=== Begin Enclosure ===
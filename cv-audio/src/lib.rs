//! cv-audio - MP3 conversion and validation for the Cities Visited archive
//!
//! Files uploaded to the archive must follow the publishing profile: 320 kbps
//! constant bitrate, 44.1 kHz, ID3v2.3, fixed artist/album/genre, title and
//! date frames present, and the project's cover artwork.

pub mod convert;
pub mod metadata;
pub mod validate;

pub use convert::{convert_to_mp3, ConversionProfile, ConvertError};
pub use metadata::{AudioFormat, MetadataError, TagFields, TrackMetadata};
pub use validate::{ValidateError, ValidationIssue};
=== End Enclosure ===
Task requirements
From the line containing "pub mod metadata;" down to the last line, reproduce the records exactly. Include both ends.

Response to this exercise
pub mod metadata;
pub mod validate;

pub use convert::{convert_to_mp3, ConversionProfile, ConvertError};
pub use metadata::{AudioFormat, MetadataError, TagFields, TrackMetadata};
pub use validate::{ValidateError, ValidationIssue};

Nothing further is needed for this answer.